I have been making these waffles for years. This simple batter creates the perfect crispy outside, and a lovely fluffy center. Even if you don’t enjoy being in the kitchen, everyone should have a few basics in their cooking “toolbox.” This recipe is perfect when you have visiting guests, a big weekend breakfast planned, or crave a mid week brinner (breakfast for dinner).

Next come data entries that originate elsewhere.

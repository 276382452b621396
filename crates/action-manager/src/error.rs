//! Error types raised by the scheduler.
//!
//! Every variant is a caller contract violation. The infallible entry points
//! (`add_action`, `update`, tag lookups) panic with these messages; the
//! `try_*` variants hand them back instead.

use thiserror::Error;

/// Contract violations detected by [`ActionManager`](crate::ActionManager).
#[derive(Debug, Clone, PartialEq, Eq, Error)]
pub enum SchedulerError {
    #[error("action (tag {tag}) is already scheduled on this target")]
    DuplicateAction { tag: i32 },

    #[error("action (tag {tag}) is running and cannot be started again")]
    ActionBusy { tag: i32 },

    #[error("the invalid tag cannot be used as a lookup key")]
    InvalidTag,

    #[error("update called while a tick is already in progress")]
    ReentrantUpdate,
}

pub type Result<T> = std::result::Result<T, SchedulerError>;
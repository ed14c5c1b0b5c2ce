use anyhow::{Context, Result};
use log::debug;
use std::process::Command;

use crate::models::{ContainerName, SessionSpec};

/// Runs a fresh interactive container, blocking until the shell exits.
///
/// The session needs the caller's terminal, so it goes through the `docker`
/// binary rather than the HTTP API. The child inherits stdio; whatever the
/// engine prints lands directly in front of the user.
pub fn start_new_shell(spec: &SessionSpec) -> Result<i32> {
    run_docker(new_shell_args(spec))
}

/// Reattaches to the environment's existing container.
pub fn resume_shell(name: &ContainerName) -> Result<i32> {
    run_docker(resume_args(name))
}

fn new_shell_args(spec: &SessionSpec) -> Vec<String> {
    let mut args = vec!["run".to_owned(), "-i".to_owned(), "-t".to_owned()];

    for volume in spec.volumes.iter() {
        args.push("-v".to_owned());
        args.push(volume.to_argument());
    }

    args.push("--label".to_owned());
    args.push(format!("owner={}", spec.owner.0));
    args.push("--name".to_owned());
    args.push(spec.container_name.0.clone());

    if let Some(env_file) = spec.env_file.as_ref() {
        args.push("--env-file".to_owned());
        args.push(env_file.to_string_lossy().into_owned());
    }

    args.extend(spec.extra_options.iter().cloned());

    args.push(spec.image.0.clone());
    args.push(spec.entrypoint.clone());

    args
}

fn resume_args(name: &ContainerName) -> Vec<String> {
    vec![
        "start".to_owned(),
        "-a".to_owned(),
        "-i".to_owned(),
        name.0.clone(),
    ]
}

fn run_docker(args: Vec<String>) -> Result<i32> {
    debug!("docker {:?}", args);

    let status = Command::new("docker")
        .args(&args)
        .status()
        .context("failed to invoke `docker`, is it installed and on PATH?")?;

    let code = status.code().unwrap_or(if status.success() { 0 } else { 1 });
    Ok(code)
}
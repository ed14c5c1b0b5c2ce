use anyhow::{Context, Result};
use crossterm::{
    style::{self, Colorize, Styler},
    QueueableCommand,
};
use log::{info, LevelFilter};
use std::{
    env,
    io::{stderr, Write},
    path::PathBuf,
    process::exit,
};
use structopt::StructOpt;

use backends::DockerBackend;
use controller::{BuildRequest, Controller, ShellRequest};
use identity::Environment;
use models::{ImageSource, Verbosity, VolumeMount};

mod backends;
mod controller;
mod identity;
mod models;
mod progress;
mod services;
mod session;

#[derive(Debug, StructOpt)]
#[structopt(
    name = "denv",
    about = "Disposable per-directory development shells backed by docker."
)]
struct Opt {
    #[structopt(long, global = true)]
    /// Log debug details to stderr (also via DENV_DEBUG).
    debug: bool,

    #[structopt(subcommand)]
    command: Command,
}

#[derive(Debug, StructOpt)]
enum Command {
    /// Starts or resumes the interactive shell for this directory.
    Shell {
        #[structopt(flatten)]
        image: ImageOpts,

        #[structopt(flatten)]
        output: OutputOpts,

        #[structopt(short, long)]
        /// Rebuild the image without the layer cache.
        force: bool,

        #[structopt(long = "env_file", parse(from_os_str))]
        /// Env file handed to the engine when the container is created.
        env_file: Option<PathBuf>,

        #[structopt(long)]
        /// Extra HOST:CONTAINER mounts for new containers.
        volume: Vec<VolumeMount>,

        #[structopt(long = "docker_opts", allow_hyphen_values = true)]
        /// Extra options passed through to `docker run` verbatim.
        docker_opts: Option<String>,

        #[structopt(long)]
        /// Commit the current state and recreate the container.
        new: bool,
    },
    /// Builds the image for this directory.
    Build {
        #[structopt(flatten)]
        image: ImageOpts,

        #[structopt(flatten)]
        output: OutputOpts,

        #[structopt(short, long)]
        /// Rebuild the image without the layer cache.
        force: bool,
    },
    /// Marks this directory as a managed environment and opens a fresh shell.
    Init,
    /// Snapshots the container into this directory's image.
    Commit,
    /// Removes this environment's containers.
    Clean {
        #[structopt(long)]
        /// Also delete the image.
        all: bool,
    },
    /// Uploads the environment image to a registry.
    Push,
    /// Plumbing helpers for scripts.
    Internal(InternalCommand),
}

#[derive(Debug, StructOpt)]
enum InternalCommand {
    #[structopt(name = "image_name")]
    /// Prints the identifier derived from the current directory.
    ImageName,
}

#[derive(Debug, StructOpt)]
struct ImageOpts {
    #[structopt(long, parse(from_os_str))]
    /// Dockerfile to base the environment on.
    dockerfile: Option<PathBuf>,

    #[structopt(long = "base_image")]
    /// Existing image to base the environment on.
    base_image: Option<String>,
}

impl ImageOpts {
    fn source(self) -> ImageSource {
        ImageSource::select(self.dockerfile, self.base_image)
    }
}

#[derive(Debug, StructOpt)]
struct OutputOpts {
    #[structopt(short, long)]
    /// Echo the build's stream output.
    verbose: bool,

    #[structopt(short, long, conflicts_with = "verbose")]
    /// Print the resulting image id only.
    quiet: bool,
}

impl OutputOpts {
    fn verbosity(&self) -> Verbosity {
        if self.quiet {
            Verbosity::Quiet
        } else if self.verbose {
            Verbosity::Verbose
        } else {
            Verbosity::Normal
        }
    }
}

fn main() {
    let opt = Opt::from_args();
    init_logger(opt.debug);

    if let Err(error) = run(opt.command) {
        let _ = report_error(&error);
        exit(1);
    }
}

fn report_error(error: &anyhow::Error) -> Result<()> {
    let mut stderr = stderr();
    stderr
        .queue(style::PrintStyledContent("ERROR: ".red().bold()))?
        .queue(style::Print(format!("{:#}\n", error)))?
        .flush()?;

    Ok(())
}

fn init_logger(debug: bool) {
    let debug = debug || env::var_os("DENV_DEBUG").is_some();

    if debug {
        pretty_env_logger::formatted_builder()
            .filter_level(LevelFilter::Debug)
            .init();
    } else {
        pretty_env_logger::init_custom_env("DENV_LOG");
    }
}

fn run(command: Command) -> Result<()> {
    let environment = Environment::current()?;

    match command {
        Command::Push => {
            println!("push is not implemented yet.");
            Ok(())
        }
        Command::Internal(InternalCommand::ImageName) => {
            println!("{}", environment.identifier(false).0);
            Ok(())
        }
        command => run_engine_command(environment, command),
    }
}

fn run_engine_command(environment: Environment, command: Command) -> Result<()> {
    let backend = DockerBackend::connect()?;
    info!("connected to the docker daemon");

    let mut controller = Controller::init(environment, backend);

    match command {
        Command::Shell {
            image,
            output,
            force,
            env_file,
            volume,
            docker_opts,
            new,
        } => {
            let request = ShellRequest {
                build: BuildRequest {
                    source: image.source(),
                    force,
                    verbosity: output.verbosity(),
                },
                volumes: volume,
                env_file,
                extra_options: split_docker_opts(docker_opts)?,
                recreate: new,
            };

            controller.shell(request)?;
        }
        Command::Build {
            image,
            output,
            force,
        } => {
            let request = BuildRequest {
                source: image.source(),
                force,
                verbosity: output.verbosity(),
            };

            controller.build(&request)?;
        }
        Command::Init => {
            controller.mark_initialized()?;

            let request = ShellRequest {
                build: BuildRequest {
                    source: ImageSource::Default,
                    force: false,
                    verbosity: Verbosity::Normal,
                },
                volumes: Vec::new(),
                env_file: None,
                extra_options: Vec::new(),
                recreate: true,
            };

            controller.shell(request)?;
        }
        Command::Commit => match controller.commit(false)? {
            Some(tag) => println!("Container committed as: {}", tag.0),
            None => println!("No container found for environment."),
        },
        Command::Clean { all } => {
            let outcome = controller.clean(all)?;

            if !outcome.removed_containers.is_empty() {
                let ids = outcome
                    .removed_containers
                    .iter()
                    .map(|id| id.0.as_str())
                    .collect::<Vec<_>>()
                    .join(",");
                println!("Deleted containers: {}", ids);
            }

            if let Some(image) = outcome.removed_image {
                println!("Deleted image {}", image.0);
            }
        }
        // Handled before the daemon connection.
        Command::Push | Command::Internal(_) => {}
    }

    Ok(())
}

fn split_docker_opts(docker_opts: Option<String>) -> Result<Vec<String>> {
    match docker_opts {
        Some(opts) => shell_words::split(&opts).context("failed to parse --docker_opts"),
        None => Ok(Vec::new()),
    }
}
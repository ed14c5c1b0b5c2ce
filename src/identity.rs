use anyhow::Result;
use sha1::{Digest, Sha1};
use std::{
    env, fs,
    path::{Path, PathBuf},
};

use crate::models::{ContainerName, EnvironmentId};

/// Presence of this file marks a directory as a managed environment.
pub const SENTINEL_FILE: &str = ".denv";

/// The working directory an environment is tied to. Identifiers derived
/// from it are pure functions of the path string, so the same directory
/// always maps to the same image and container.
pub struct Environment {
    path: PathBuf,
    dir_name: String,
}

impl Environment {
    pub fn current() -> Result<Environment> {
        Ok(Environment::from_path(env::current_dir()?))
    }

    pub fn from_path<P: Into<PathBuf>>(path: P) -> Environment {
        let path = path.into();
        let dir_name = path
            .file_name()
            .map(|name| name.to_string_lossy().into_owned())
            .unwrap_or_else(String::new);

        Environment { path, dir_name }
    }

    pub fn path(&self) -> &Path {
        &self.path
    }

    pub fn dir_name(&self) -> &str {
        &self.dir_name
    }

    /// `{basename}_{hex(sha1(path))[..8]}`, plus a `_tmp` suffix for the
    /// transient variant used while a container is recreated.
    ///
    /// The basename follows `Path::file_name`, which ignores a trailing
    /// separator; the hash does not, so `/foo` and `/foo/` share a basename
    /// but never an identifier. The root directory has no basename and its
    /// identifier is all hash.
    pub fn identifier(&self, temporary: bool) -> EnvironmentId {
        let mut hasher = Sha1::new();
        hasher.update(self.path.to_string_lossy().as_bytes());
        let digest = hex::encode(hasher.finalize());

        let mut identifier = format!("{}_{}", self.dir_name, &digest[..8]);
        if temporary {
            identifier.push_str("_tmp");
        }

        EnvironmentId(identifier)
    }

    pub fn container_name(&self) -> ContainerName {
        ContainerName(format!("container_{}", self.identifier(false).0))
    }

    pub fn is_initialized(&self) -> bool {
        self.path.join(SENTINEL_FILE).exists()
    }

    /// Drops the sentinel file. The file's content is irrelevant, only its
    /// presence counts.
    pub fn mark_initialized(&self) -> Result<()> {
        if !self.is_initialized() {
            fs::write(self.path.join(SENTINEL_FILE), b"")?;
        }

        Ok(())
    }
}
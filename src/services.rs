use anyhow::Result;

use crate::models::{
    ContainerId, ContainerName, EnvironmentId, ImageBuildSpec, ImageId, ImageName,
};

/// Raw build output, handed out chunk by chunk as the engine produces it.
pub type BuildOutput = Box<dyn Iterator<Item = Result<Vec<u8>>>>;

/// The engine operations the tool needs. The backend is constructed once
/// per invocation and injected wherever a command needs it.
pub trait ContainerBackend {
    /// An absent image is an ordinary answer here, not an error.
    fn image_exists(&mut self, name: &ImageName) -> Result<bool>;

    /// Kicks off an image build and returns its progress stream without
    /// draining it.
    fn build_image(&mut self, spec: ImageBuildSpec) -> Result<BuildOutput>;

    fn container_exists(&mut self, name: &ContainerName) -> Result<bool>;

    /// Snapshots a container into an image with the given tag.
    fn commit_container(&mut self, name: &ContainerName, tag: &ImageName) -> Result<ImageId>;

    /// Removes stopped containers carrying this owner label, never anything
    /// else. Returns the ids of whatever was removed.
    fn prune_containers(&mut self, owner: &EnvironmentId) -> Result<Vec<ContainerId>>;

    /// Returns false when there is no such image.
    fn remove_image(&mut self, name: &ImageName) -> Result<bool>;
}
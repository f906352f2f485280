// SPDX-License-Identifier: BUSL-1.1
// Copyright (c) 2026 Alfred Jean LLC

//! Control-channel protocol.
//!
//! Wire format: 4-byte length prefix (big-endian) + JSON payload.
//! Every message is a self-describing record tagged by `type`; field
//! names are lowercase snake_case and preserved bit-for-bit across
//! implementations.

mod request;
mod response;

pub use request::{DeployBody, ManageAction, Request};
pub use response::{AppStatusEntry, OpReply, ReplyStatus, Response};

use serde::de::DeserializeOwned;
use serde::Serialize;
use thiserror::Error;
use tokio::io::{AsyncRead, AsyncReadExt, AsyncWrite, AsyncWriteExt};

/// Upper bound on one control message. Artifacts travel inline, so
/// this is roomy; anything bigger is a broken client.
pub const MAX_MESSAGE_BYTES: u32 = 32 * 1024 * 1024;

/// Errors from the wire codec.
#[derive(Debug, Error)]
pub enum ProtocolError {
    #[error("connection closed")]
    ConnectionClosed,

    #[error("message too large: {0} bytes")]
    TooLarge(u32),

    #[error("malformed message: {0}")]
    Malformed(#[from] serde_json::Error),

    #[error("IO error: {0}")]
    Io(#[from] std::io::Error),
}

/// Encode one message with its length prefix.
pub fn encode<T: Serialize>(message: &T) -> Result<Vec<u8>, ProtocolError> {
    let payload = serde_json::to_vec(message)?;
    let mut framed = Vec::with_capacity(payload.len() + 4);
    framed.extend_from_slice(&(payload.len() as u32).to_be_bytes());
    framed.extend_from_slice(&payload);
    Ok(framed)
}

/// Decode one payload (without the length prefix).
pub fn decode<T: DeserializeOwned>(payload: &[u8]) -> Result<T, ProtocolError> {
    Ok(serde_json::from_slice(payload)?)
}

/// Read one framed message. `ConnectionClosed` on a clean EOF at a
/// frame boundary.
pub async fn read_message<R, T>(reader: &mut R) -> Result<T, ProtocolError>
where
    R: AsyncRead + Unpin,
    T: DeserializeOwned,
{
    let mut len_buf = [0u8; 4];
    match reader.read_exact(&mut len_buf).await {
        Ok(_) => {}
        Err(e) if e.kind() == std::io::ErrorKind::UnexpectedEof => {
            return Err(ProtocolError::ConnectionClosed);
        }
        Err(e) => return Err(e.into()),
    }
    let len = u32::from_be_bytes(len_buf);
    if len == 0 || len > MAX_MESSAGE_BYTES {
        return Err(ProtocolError::TooLarge(len));
    }

    let mut payload = vec![0u8; len as usize];
    match reader.read_exact(&mut payload).await {
        Ok(_) => {}
        Err(e) if e.kind() == std::io::ErrorKind::UnexpectedEof => {
            return Err(ProtocolError::ConnectionClosed);
        }
        Err(e) => return Err(e.into()),
    }
    decode(&payload)
}

/// Write one framed message.
pub async fn write_message<W, T>(writer: &mut W, message: &T) -> Result<(), ProtocolError>
where
    W: AsyncWrite + Unpin,
    T: Serialize,
{
    let framed = encode(message)?;
    writer.write_all(&framed).await?;
    writer.flush().await?;
    Ok(())
}
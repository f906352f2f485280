// SPDX-License-Identifier: BUSL-1.1
// Copyright (c) 2026 Alfred Jean LLC

//! Console fan-out: one sandbox log reader per execution.
//!
//! The driver's log stream is read exactly once per execution. Every
//! line is persisted to the store's ring files and broadcast to
//! whatever subscribers are attached at that moment. Subscribers that
//! lag behind the bounded channel lose frames (and are dropped by the
//! listener), they never block the source.

use std::collections::HashMap;
use std::sync::Arc;

use parking_lot::Mutex;
use tokio::sync::{broadcast, mpsc};
use tokio_util::sync::CancellationToken;
use tracing::{debug, warn};

use vea_core::{AppId, Clock, ExecutionId, SystemClock};
use vea_store::{LogRecord, Store};

use crate::sandbox::{SandboxDriver, SandboxError};

const FAN_OUT_CAPACITY: usize = 256;
const READER_BUFFER: usize = 256;

struct Fan {
    tx: broadcast::Sender<LogRecord>,
    cancel: CancellationToken,
}

/// Owns the per-execution console readers and their broadcast lanes.
pub struct ConsoleHub<C: Clock = SystemClock> {
    driver: Arc<dyn SandboxDriver>,
    store: Arc<Store>,
    clock: C,
    fans: Mutex<HashMap<String, Fan>>,
}

impl<C: Clock> ConsoleHub<C> {
    pub fn new(driver: Arc<dyn SandboxDriver>, store: Arc<Store>, clock: C) -> Self {
        Self { driver, store, clock, fans: Mutex::new(HashMap::new()) }
    }

    /// Start the reader for an execution. Idempotent: re-attaching an
    /// already-followed execution is a no-op, which is what lets the
    /// reconciler call this blindly when rebuilding live handles.
    pub async fn attach(
        &self,
        app_id: &AppId,
        execution_id: &ExecutionId,
        container_handle: &str,
    ) -> Result<(), SandboxError> {
        if self.fans.lock().contains_key(execution_id.as_str()) {
            return Ok(());
        }

        let (line_tx, mut line_rx) = mpsc::channel(READER_BUFFER);
        let cancel = CancellationToken::new();
        self.driver.attach_logs(container_handle, line_tx, cancel.clone()).await?;

        let (tx, _) = broadcast::channel(FAN_OUT_CAPACITY);
        self.fans.lock().insert(
            execution_id.as_str().to_string(),
            Fan { tx: tx.clone(), cancel },
        );

        let store = Arc::clone(&self.store);
        let clock = self.clock.clone();
        let app_id = app_id.clone();
        let execution_id = execution_id.clone();
        tokio::spawn(async move {
            while let Some(line) = line_rx.recv().await {
                match store.append_log(&app_id, execution_id.as_str(), line.stream, &line.line) {
                    Ok(record) => {
                        // No receivers is normal; frames are dropped.
                        let _ = tx.send(record);
                    }
                    Err(e) => {
                        // Persistence trouble must not stall the stream;
                        // subscribers still get the line.
                        warn!(app_id = %app_id, error = %e, "console append failed");
                        let _ = tx.send(LogRecord {
                            app_id: app_id.as_str().to_string(),
                            execution_id: execution_id.as_str().to_string(),
                            stream: line.stream,
                            offset: 0,
                            ts: clock.now_utc(),
                            line: line.line,
                        });
                    }
                }
            }
            debug!(execution_id = %execution_id, "console reader finished");
        });

        Ok(())
    }

    /// Attach a subscriber to an execution's frame lane.
    pub fn subscribe(&self, execution_id: &str) -> Option<broadcast::Receiver<LogRecord>> {
        self.fans.lock().get(execution_id).map(|fan| fan.tx.subscribe())
    }

    /// Stop the reader and drop all subscribers for an execution.
    pub fn detach(&self, execution_id: &str) {
        if let Some(fan) = self.fans.lock().remove(execution_id) {
            fan.cancel.cancel();
        }
        self.store.forget_execution(execution_id);
    }

    /// Number of executions currently being followed.
    pub fn active(&self) -> usize {
        self.fans.lock().len()
    }
}

#[cfg(test)]
#[path = "console_tests.rs"]
mod tests;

While these waffles are not Whole30 or Paleo, I very much believe that food is much cleaner when you make it at home (rather than it being store bought). If you have ever looked at the ingredient list on the back of a box of frozen waffles, you know just what I’m talking about. But good news, these waffles can be equally as convenient as store bought, and let me explain. I prefer to make these using a mini waffle maker, so they fit perfectly in the toaster. Why you ask? So, I can make a bunch, freeze and have an easy weekday breakfast for the kids. This is the mini waffle maker I have, and it make perfect toaster size waffles. Done and done! However, no matter the size waffle maker, they will be just as delicious.
- 2 eggs lightly whisked
- 2 cups all purpose flour
- 1 3/4 cup milk
- 1/2 cup vegetable oil you can sub avocado or sunflower oil, if desired
- 1 tbsp sugar
- 4 tsp baking powder
- 1/4 tsp salt
- 1/4 tsp cinnamon
- 1/2 tsp almond extract you can sub vanilla extract
- In a medium bowl, stir together all lthe dry ingredients (flour, sugar, baking powder, salt, cinnamon), making a well in the center
- In a separate medium bowl, combine the wet ingrediets (eggs, milk, oil, almond extract)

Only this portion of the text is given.